++++ Extracted data ++++
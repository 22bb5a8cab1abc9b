//! Daemon configuration.
//!
//! Loaded from `$XDG_CONFIG_HOME/tabtime/config.toml` unless a path is given.
//! Every field has a default, so an absent file or an empty table yields a
//! working configuration.

use std::path::{Path, PathBuf};
use std::time::Duration;

use serde::{Deserialize, Serialize};
use thiserror::Error;

use tabtime_core::DEFAULT_RETENTION_MONTHS;

use crate::server::DEFAULT_SOCKET_PATH;
use crate::tracker::TrackerSettings;

/// Environment variable that overrides the socket path.
pub const SOCKET_ENV_VAR: &str = "TABTIME_SOCKET";

/// Errors from loading or validating configuration.
#[derive(Debug, Error)]
pub enum ConfigError {
    #[error("failed to read config file {path}: {source}")]
    Io {
        path: PathBuf,
        #[source]
        source: std::io::Error,
    },

    #[error("failed to parse config: {0}")]
    Parse(#[from] toml::de::Error),

    #[error("invalid config: {0}")]
    Validation(String),
}

/// Daemon settings.
#[derive(Debug, Clone, PartialEq, Eq, Serialize, Deserialize)]
#[serde(default, deny_unknown_fields)]
pub struct Config {
    /// Unix socket the daemon listens on
    pub socket_path: PathBuf,

    /// JSON file backing the key-value store
    pub data_path: PathBuf,

    /// Period of the buffer flush ticker
    pub flush_interval_secs: u64,

    /// Buffered time older than this is flushed when a session ends
    pub opportunistic_flush_secs: u64,

    /// Period of the focus probe
    pub focus_poll_secs: u64,

    /// Period of the retention sweeper
    pub cleanup_interval_hours: u64,

    /// Calendar months of day records to keep, the current month included
    pub retention_months: u32,

    /// Process whose absence means the browser is not in the foreground.
    ///
    /// Focus polling is off when unset.
    #[serde(skip_serializing_if = "Option::is_none")]
    pub host_process: Option<String>,
}

impl Default for Config {
    fn default() -> Self {
        Self {
            socket_path: PathBuf::from(DEFAULT_SOCKET_PATH),
            data_path: default_data_path(),
            flush_interval_secs: 15,
            opportunistic_flush_secs: 5,
            focus_poll_secs: 10,
            cleanup_interval_hours: 6,
            retention_months: DEFAULT_RETENTION_MONTHS,
            host_process: None,
        }
    }
}

impl Config {
    /// Loads configuration from `path`, or from the default location.
    ///
    /// A missing file at the default location yields defaults; an explicitly
    /// requested file must exist. The socket environment override is applied
    /// last.
    ///
    /// # Errors
    ///
    /// Returns an error if the file cannot be read, parsed or validated.
    pub fn load(path: Option<&Path>) -> Result<Self, ConfigError> {
        let mut config = match path {
            Some(path) => Self::from_file(path)?,
            None => match default_config_path() {
                Some(path) if path.exists() => Self::from_file(&path)?,
                _ => Self::default(),
            },
        };

        if let Ok(socket) = std::env::var(SOCKET_ENV_VAR) {
            if !socket.is_empty() {
                config.socket_path = PathBuf::from(socket);
            }
        }

        config.validate()?;
        Ok(config)
    }

    /// Reads and parses a TOML file without validating it.
    ///
    /// # Errors
    ///
    /// Returns an error if the file cannot be read or parsed.
    pub fn from_file(path: &Path) -> Result<Self, ConfigError> {
        let content = std::fs::read_to_string(path).map_err(|source| ConfigError::Io {
            path: path.to_path_buf(),
            source,
        })?;
        Self::from_toml(&content)
    }

    /// Parses configuration from a TOML string.
    ///
    /// # Errors
    ///
    /// Returns an error if the TOML is invalid or names an unknown field.
    pub fn from_toml(content: &str) -> Result<Self, ConfigError> {
        Ok(toml::from_str(content)?)
    }

    /// Checks the interval and retention constraints.
    ///
    /// # Errors
    ///
    /// Returns [`ConfigError::Validation`] naming the first offending field.
    pub fn validate(&self) -> Result<(), ConfigError> {
        let non_zero = [
            ("flush_interval_secs", self.flush_interval_secs),
            ("opportunistic_flush_secs", self.opportunistic_flush_secs),
            ("focus_poll_secs", self.focus_poll_secs),
            ("cleanup_interval_hours", self.cleanup_interval_hours),
        ];
        for (name, value) in non_zero {
            if value == 0 {
                return Err(ConfigError::Validation(format!("{name} must be non-zero")));
            }
        }

        if self.opportunistic_flush_secs >= self.flush_interval_secs {
            return Err(ConfigError::Validation(format!(
                "opportunistic_flush_secs ({}) must be lower than flush_interval_secs ({})",
                self.opportunistic_flush_secs, self.flush_interval_secs
            )));
        }

        if self.retention_months == 0 {
            return Err(ConfigError::Validation(
                "retention_months must be at least 1".to_string(),
            ));
        }

        Ok(())
    }

    /// Flush timing for the tracker.
    pub fn tracker_settings(&self) -> TrackerSettings {
        TrackerSettings {
            flush_interval: Duration::from_secs(self.flush_interval_secs),
            opportunistic_flush: Duration::from_secs(self.opportunistic_flush_secs),
        }
    }

    pub fn focus_poll_interval(&self) -> Duration {
        Duration::from_secs(self.focus_poll_secs)
    }

    pub fn cleanup_interval(&self) -> Duration {
        Duration::from_secs(self.cleanup_interval_hours.saturating_mul(3600))
    }
}

/// `$XDG_CONFIG_HOME/tabtime/config.toml`, if a config directory is known.
pub fn default_config_path() -> Option<PathBuf> {
    dirs::config_dir().map(|dir| dir.join("tabtime").join("config.toml"))
}

fn default_data_path() -> PathBuf {
    dirs::data_dir()
        .unwrap_or_else(|| PathBuf::from("/tmp"))
        .join("tabtime")
        .join("store.json")
}

#[cfg(test)]
mod tests {
    use super::*;
    use std::io::Write;
    use tempfile::NamedTempFile;

    #[test]
    fn test_defaults() {
        let config = Config::default();
        assert_eq!(config.socket_path, PathBuf::from("/tmp/tabtime.sock"));
        assert!(config.data_path.ends_with("tabtime/store.json"));
        assert_eq!(config.flush_interval_secs, 15);
        assert_eq!(config.opportunistic_flush_secs, 5);
        assert_eq!(config.focus_poll_secs, 10);
        assert_eq!(config.cleanup_interval_hours, 6);
        assert_eq!(config.retention_months, 3);
        assert!(config.host_process.is_none());
        assert!(config.validate().is_ok());
    }

    #[test]
    fn test_empty_toml_is_default() {
        assert_eq!(Config::from_toml("").unwrap(), Config::default());
    }

    #[test]
    fn test_partial_toml_keeps_other_defaults() {
        let config = Config::from_toml(
            r#"
            flush_interval_secs = 30
            host_process = "firefox"
            "#,
        )
        .unwrap();

        assert_eq!(config.flush_interval_secs, 30);
        assert_eq!(config.host_process.as_deref(), Some("firefox"));
        assert_eq!(config.opportunistic_flush_secs, 5);
        assert_eq!(config.retention_months, 3);
    }

    #[test]
    fn test_unknown_field_rejected() {
        let err = Config::from_toml("flush_every = 3").unwrap_err();
        assert!(matches!(err, ConfigError::Parse(_)));
    }

    #[test]
    fn test_zero_interval_rejected() {
        let config = Config {
            focus_poll_secs: 0,
            ..Config::default()
        };
        let err = config.validate().unwrap_err();
        assert!(err.to_string().contains("focus_poll_secs"));
    }

    #[test]
    fn test_opportunistic_must_be_below_flush_interval() {
        let config = Config {
            flush_interval_secs: 5,
            opportunistic_flush_secs: 5,
            ..Config::default()
        };
        assert!(matches!(
            config.validate(),
            Err(ConfigError::Validation(_))
        ));
    }

    #[test]
    fn test_zero_retention_rejected() {
        let config = Config {
            retention_months: 0,
            ..Config::default()
        };
        assert!(config.validate().is_err());
    }

    #[test]
    fn test_load_explicit_file() {
        let mut file = NamedTempFile::new().unwrap();
        writeln!(file, "retention_months = 6").unwrap();
        writeln!(file, "data_path = \"/var/lib/tabtime/store.json\"").unwrap();

        let config = Config::from_file(file.path()).unwrap();
        assert_eq!(config.retention_months, 6);
        assert_eq!(config.data_path, PathBuf::from("/var/lib/tabtime/store.json"));
    }

    #[test]
    fn test_load_missing_explicit_file_fails() {
        let dir = tempfile::tempdir().unwrap();
        let err = Config::from_file(&dir.path().join("absent.toml")).unwrap_err();
        assert!(matches!(err, ConfigError::Io { .. }));
    }

    #[test]
    fn test_durations() {
        let config = Config::default();
        let settings = config.tracker_settings();
        assert_eq!(settings.flush_interval, Duration::from_secs(15));
        assert_eq!(settings.opportunistic_flush, Duration::from_secs(5));
        assert_eq!(config.focus_poll_interval(), Duration::from_secs(10));
        assert_eq!(config.cleanup_interval(), Duration::from_secs(6 * 3600));
    }
}
//! Protocol versioning for safe upgrades.

use serde::{Deserialize, Serialize};
use std::fmt;
use std::str::FromStr;
use thiserror::Error;

/// Protocol version for client-daemon communication.
///
/// `major.minor`: a major bump is incompatible, a minor bump only adds
/// message types or optional fields.
#[derive(Debug, Clone, Copy, PartialEq, Eq, Serialize, Deserialize)]
pub struct ProtocolVersion {
    pub major: u16,
    pub minor: u16,
}

impl ProtocolVersion {
    /// Current protocol version.
    pub const CURRENT: ProtocolVersion = ProtocolVersion { major: 1, minor: 0 };

    /// Creates a new ProtocolVersion.
    pub const fn new(major: u16, minor: u16) -> Self {
        Self { major, minor }
    }

    /// Returns true if both sides share a major version.
    pub fn is_compatible_with(&self, other: &ProtocolVersion) -> bool {
        self.major == other.major
    }
}

impl Default for ProtocolVersion {
    fn default() -> Self {
        Self::CURRENT
    }
}

impl fmt::Display for ProtocolVersion {
    fn fmt(&self, f: &mut fmt::Formatter<'_>) -> fmt::Result {
        write!(f, "{}.{}", self.major, self.minor)
    }
}

impl FromStr for ProtocolVersion {
    type Err = VersionError;

    /// Parses a version string like "1.0".
    fn from_str(s: &str) -> Result<Self, Self::Err> {
        let invalid = || VersionError::InvalidFormat(s.to_string());

        let (major, minor) = s.split_once('.').ok_or_else(invalid)?;
        let major = major.parse::<u16>().map_err(|_| invalid())?;
        let minor = minor.parse::<u16>().map_err(|_| invalid())?;

        Ok(Self { major, minor })
    }
}

/// Errors from version parsing.
#[derive(Debug, Clone, Error, PartialEq, Eq)]
pub enum VersionError {
    #[error("invalid protocol version: {0:?} (expected MAJOR.MINOR)")]
    InvalidFormat(String),
}

#[cfg(test)]
mod tests {
    use super::*;

    #[test]
    fn test_parse() {
        assert_eq!("1.0".parse::<ProtocolVersion>().unwrap(), ProtocolVersion::new(1, 0));
        assert_eq!("2.13".parse::<ProtocolVersion>().unwrap(), ProtocolVersion::new(2, 13));
    }

    #[test]
    fn test_parse_rejects_garbage() {
        assert!("1".parse::<ProtocolVersion>().is_err());
        assert!("1.0.0".parse::<ProtocolVersion>().is_err());
        assert!("a.b".parse::<ProtocolVersion>().is_err());
        assert!("".parse::<ProtocolVersion>().is_err());
    }

    #[test]
    fn test_compatibility() {
        let current = ProtocolVersion::CURRENT;
        assert!(current.is_compatible_with(&ProtocolVersion::new(1, 7)));
        assert!(!current.is_compatible_with(&ProtocolVersion::new(2, 0)));
    }

    #[test]
    fn test_display() {
        assert_eq!(ProtocolVersion::new(1, 2).to_string(), "1.2");
    }
}
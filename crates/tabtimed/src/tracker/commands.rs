//! Tracker actor commands, errors, and events.
//!
//! - `TrackerCommand`: messages processed by the `TrackerActor`
//! - `TrackerError`: failures surfaced through the `TrackerHandle`
//! - `TrackerEvent`: notifications broadcast to observers

use std::time::Duration;

use chrono::{DateTime, Utc};
use tabtime_core::{PendingDelta, TabId, TrackingCause, TrackingKey};
use thiserror::Error;
use tokio::sync::oneshot;

use crate::store::StoreError;
use crate::writer::FlushError;

// ============================================================================
// Tracker Commands
// ============================================================================

/// Commands sent to the tracker actor.
///
/// Requests carry a oneshot sender for the reply. Platform events reply with
/// `()` once the event has been applied, so callers can sequence them.
#[derive(Debug)]
pub enum TrackerCommand {
    /// A tab became the foreground tab.
    TabActivated {
        tab_id: TabId,
        url: String,
        respond_to: oneshot::Sender<()>,
    },

    /// A tab navigated to a new address.
    ///
    /// Ignored unless the tab is the foreground tab.
    TabUpdated {
        tab_id: TabId,
        url: String,
        respond_to: oneshot::Sender<()>,
    },

    /// A tab was closed.
    TabClosed {
        tab_id: TabId,
        respond_to: oneshot::Sender<()>,
    },

    /// The host application gained or lost focus.
    FocusObserved {
        focused: bool,
        respond_to: oneshot::Sender<()>,
    },

    /// The host is about to suspend.
    ///
    /// Ends the active session and takes everything buffered once in-flight
    /// early flushes have settled. The caller writes it.
    Suspend {
        respond_to: oneshot::Sender<Vec<PendingDelta>>,
    },

    /// Read the current tracking state.
    GetState {
        respond_to: oneshot::Sender<TrackingSnapshot>,
    },

    /// Turn tracking on. Cancels any pending auto-resume.
    Enable { respond_to: oneshot::Sender<()> },

    /// Turn tracking off, optionally arming an auto-resume.
    Disable {
        auto_resume: Option<Duration>,
        respond_to: oneshot::Sender<()>,
    },

    /// Arm the auto-resume timer directly.
    StartAutoResume {
        after: Duration,
        respond_to: oneshot::Sender<DateTime<Utc>>,
    },

    /// Disarm the auto-resume timer. Idempotent.
    CancelAutoResume { respond_to: oneshot::Sender<()> },

    /// Sent by the auto-resume task when its deadline passes.
    AutoResumeFired { generation: u64 },

    /// Take everything buffered, after in-flight early flushes settle.
    Drain {
        respond_to: oneshot::Sender<Vec<PendingDelta>>,
    },

    /// Put back deltas a flush could not persist.
    Requeue { deltas: Vec<PendingDelta> },

    /// End the active session and take everything buffered.
    Shutdown {
        respond_to: oneshot::Sender<Vec<PendingDelta>>,
    },
}

/// Point-in-time view of the tracker.
#[derive(Debug, Clone, PartialEq, Eq)]
pub struct TrackingSnapshot {
    pub is_tracking: bool,
    /// Deadline of the armed auto-resume timer
    pub auto_resume_at: Option<DateTime<Utc>>,
    /// Key of the active session
    pub active_key: Option<TrackingKey>,
    /// Milliseconds buffered but not yet persisted
    pub buffered_ms: u64,
}

// ============================================================================
// Tracker Errors
// ============================================================================

/// Errors surfaced by the tracker handle.
#[derive(Debug, Error)]
pub enum TrackerError {
    /// The actor has stopped.
    #[error("tracker channel closed")]
    ChannelClosed,

    /// A flush failed; its deltas were put back in the buffer.
    #[error(transparent)]
    Flush(#[from] FlushError),

    /// A direct store read failed.
    #[error(transparent)]
    Store(#[from] StoreError),
}

// ============================================================================
// Tracker Events
// ============================================================================

/// Events broadcast to observers.
#[derive(Debug, Clone, PartialEq, Eq)]
pub enum TrackerEvent {
    /// Tracking was switched on or off.
    StateChanged {
        is_tracking: bool,
        cause: TrackingCause,
    },
}
//! File-backed store.
//!
//! The whole key space is kept in memory and written out as one JSON document
//! on every mutation. Writes go to a temp file in the same directory which is
//! then renamed over the target, so a crash mid-write leaves the previous
//! contents intact.

use std::collections::BTreeMap;
use std::io::{ErrorKind, Write};
use std::path::{Path, PathBuf};

use async_trait::async_trait;
use serde::{Deserialize, Serialize};
use serde_json::Value;
use tempfile::NamedTempFile;
use tokio::sync::Mutex;
use tracing::{debug, info};

use super::{KvStore, StoreError};

const STORE_FORMAT_VERSION: u32 = 1;

#[derive(Serialize, Deserialize)]
struct StoreFile {
    version: u32,
    entries: BTreeMap<String, Value>,
}

/// JSON-file store with atomic replace-on-write.
#[derive(Debug)]
pub struct FileStore {
    path: PathBuf,
    entries: Mutex<BTreeMap<String, Value>>,
}

impl FileStore {
    /// Opens the store at `path`, creating an empty one if the file is missing.
    ///
    /// # Errors
    ///
    /// - `StoreError::Corrupt` if the file exists but cannot be parsed
    /// - `StoreError::Io` if the file cannot be read
    pub async fn open(path: impl Into<PathBuf>) -> Result<Self, StoreError> {
        let path = path.into();
        let read_path = path.clone();

        let entries = tokio::task::spawn_blocking(move || read_store_file(&read_path))
            .await
            .map_err(|e| StoreError::Io {
                path: path.clone(),
                message: e.to_string(),
            })??;

        info!(path = %path.display(), keys = entries.len(), "Store opened");

        Ok(Self {
            path,
            entries: Mutex::new(entries),
        })
    }

    /// Returns the backing file path.
    pub fn path(&self) -> &Path {
        &self.path
    }

    /// Writes `entries` to disk. The in-memory map is only replaced by the
    /// caller after this succeeds.
    async fn commit(&self, entries: &BTreeMap<String, Value>) -> Result<(), StoreError> {
        let file = StoreFile {
            version: STORE_FORMAT_VERSION,
            entries: entries.clone(),
        };
        let bytes = serde_json::to_vec_pretty(&file).map_err(|e| StoreError::Serde {
            key: "<store>".to_string(),
            message: e.to_string(),
        })?;

        let path = self.path.clone();
        tokio::task::spawn_blocking(move || write_atomic(&path, &bytes))
            .await
            .map_err(|e| StoreError::Io {
                path: self.path.clone(),
                message: e.to_string(),
            })??;

        debug!(path = %self.path.display(), keys = entries.len(), "Store committed");
        Ok(())
    }
}

#[async_trait]
impl KvStore for FileStore {
    async fn get(&self, key: &str) -> Result<Option<Value>, StoreError> {
        Ok(self.entries.lock().await.get(key).cloned())
    }

    async fn set(&self, key: &str, value: Value) -> Result<(), StoreError> {
        let mut entries = self.entries.lock().await;
        let mut next = entries.clone();
        next.insert(key.to_string(), value);
        self.commit(&next).await?;
        *entries = next;
        Ok(())
    }

    async fn remove(&self, key: &str) -> Result<(), StoreError> {
        let mut entries = self.entries.lock().await;
        if !entries.contains_key(key) {
            return Ok(());
        }
        let mut next = entries.clone();
        next.remove(key);
        self.commit(&next).await?;
        *entries = next;
        Ok(())
    }

    async fn get_all(&self) -> Result<BTreeMap<String, Value>, StoreError> {
        Ok(self.entries.lock().await.clone())
    }
}

fn read_store_file(path: &Path) -> Result<BTreeMap<String, Value>, StoreError> {
    let content = match std::fs::read_to_string(path) {
        Ok(content) => content,
        Err(e) if e.kind() == ErrorKind::NotFound => return Ok(BTreeMap::new()),
        Err(e) => {
            return Err(StoreError::Io {
                path: path.to_path_buf(),
                message: e.to_string(),
            })
        }
    };

    if content.trim().is_empty() {
        return Ok(BTreeMap::new());
    }

    let file: StoreFile = serde_json::from_str(&content).map_err(|e| StoreError::Corrupt {
        path: path.to_path_buf(),
        message: e.to_string(),
    })?;

    if file.version != STORE_FORMAT_VERSION {
        return Err(StoreError::Corrupt {
            path: path.to_path_buf(),
            message: format!("unsupported store version {}", file.version),
        });
    }

    Ok(file.entries)
}

fn write_atomic(path: &Path, bytes: &[u8]) -> Result<(), StoreError> {
    let io_err = |e: std::io::Error| StoreError::Io {
        path: path.to_path_buf(),
        message: e.to_string(),
    };

    let parent = path
        .parent()
        .filter(|p| !p.as_os_str().is_empty())
        .unwrap_or_else(|| Path::new("."));
    std::fs::create_dir_all(parent).map_err(io_err)?;

    let mut temp = NamedTempFile::new_in(parent).map_err(io_err)?;
    temp.write_all(bytes).map_err(io_err)?;
    temp.flush().map_err(io_err)?;
    temp.as_file().sync_all().map_err(io_err)?;
    temp.persist(path).map_err(|e| io_err(e.error))?;

    Ok(())
}
//! Durable store writer: merges buffered deltas into day records.
//!
//! Each flush is a read-modify-write per day. The store has no atomic
//! increment, and a flush yields at every store call, so two flushes touching
//! the same day could otherwise interleave as read/read/write/write and lose
//! one side's increments. Writes to the same day key are serialized by a
//! per-day async mutex; different days proceed independently.

use std::collections::{BTreeMap, HashMap};
use std::sync::{Arc, Mutex as StdMutex};

use tabtime_core::{DayKey, DayRecord, PendingDelta};
use thiserror::Error;
use tokio::sync::Mutex;
use tracing::{debug, warn};

use crate::store::{self, KvStore, StoreError};

/// Summary of a successful flush.
#[derive(Debug, Clone, Default, PartialEq, Eq)]
pub struct FlushReport {
    /// Day records written
    pub days: usize,
    /// Deltas merged
    pub deltas: usize,
    /// Milliseconds added across all records
    pub milliseconds: u64,
}

/// A flush that stopped partway.
///
/// Days merged before the failure are durable; `unwritten` holds exactly
/// the deltas that were not applied, so requeuing them never double counts.
#[derive(Debug, Error)]
#[error("flush failed for {day}: {source}")]
pub struct FlushError {
    pub day: DayKey,
    #[source]
    pub source: StoreError,
    pub unwritten: Vec<PendingDelta>,
}

/// Applies pending deltas to the persisted day records.
pub struct DurableWriter {
    store: Arc<dyn KvStore>,
    day_locks: StdMutex<HashMap<DayKey, Arc<Mutex<()>>>>,
}

impl DurableWriter {
    /// Creates a writer over the shared store.
    pub fn new(store: Arc<dyn KvStore>) -> Self {
        Self {
            store,
            day_locks: StdMutex::new(HashMap::new()),
        }
    }

    /// Merges every delta into its day record.
    ///
    /// Safe to call concurrently with itself.
    ///
    /// # Errors
    ///
    /// Returns a [`FlushError`] carrying the deltas that were not persisted.
    pub async fn flush(&self, deltas: Vec<PendingDelta>) -> Result<FlushReport, FlushError> {
        let mut by_day: BTreeMap<DayKey, Vec<PendingDelta>> = BTreeMap::new();
        for delta in deltas {
            by_day.entry(delta.day).or_default().push(delta);
        }

        let mut report = FlushReport::default();
        let mut days = by_day.into_iter();

        while let Some((day, group)) = days.next() {
            if let Err(source) = self.merge_day(day, &group).await {
                warn!(day = %day, error = %source, "Day record merge failed");
                let mut unwritten = group;
                unwritten.extend(days.flat_map(|(_, rest)| rest));
                return Err(FlushError {
                    day,
                    source,
                    unwritten,
                });
            }

            report.days += 1;
            report.deltas += group.len();
            report.milliseconds = group
                .iter()
                .fold(report.milliseconds, |acc, d| acc.saturating_add(d.milliseconds));
        }

        Ok(report)
    }

    /// Reads, merges and writes one day record under that day's lock.
    async fn merge_day(&self, day: DayKey, group: &[PendingDelta]) -> Result<(), StoreError> {
        let lock = self.day_lock(day);
        let _guard = lock.lock().await;

        let storage_key = day.storage_key();
        let mut record: DayRecord = store::load(self.store.as_ref(), &storage_key)
            .await?
            .unwrap_or_default();

        for delta in group {
            record.add(&delta.key, delta.milliseconds);
        }

        store::save(self.store.as_ref(), &storage_key, &record).await?;

        debug!(
            day = %day,
            deltas = group.len(),
            keys = record.len(),
            total_ms = record.total(),
            "Day record merged"
        );
        Ok(())
    }

    /// Returns the lock for `day`, dropping locks nobody holds.
    fn day_lock(&self, day: DayKey) -> Arc<Mutex<()>> {
        let mut locks = self
            .day_locks
            .lock()
            .unwrap_or_else(|poisoned| poisoned.into_inner());
        locks.retain(|d, lock| *d == day || Arc::strong_count(lock) > 1);
        Arc::clone(locks.entry(day).or_default())
    }
}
++++
Report only the number of lines, among the records above, that contain the word "TrackingSnapshot".

2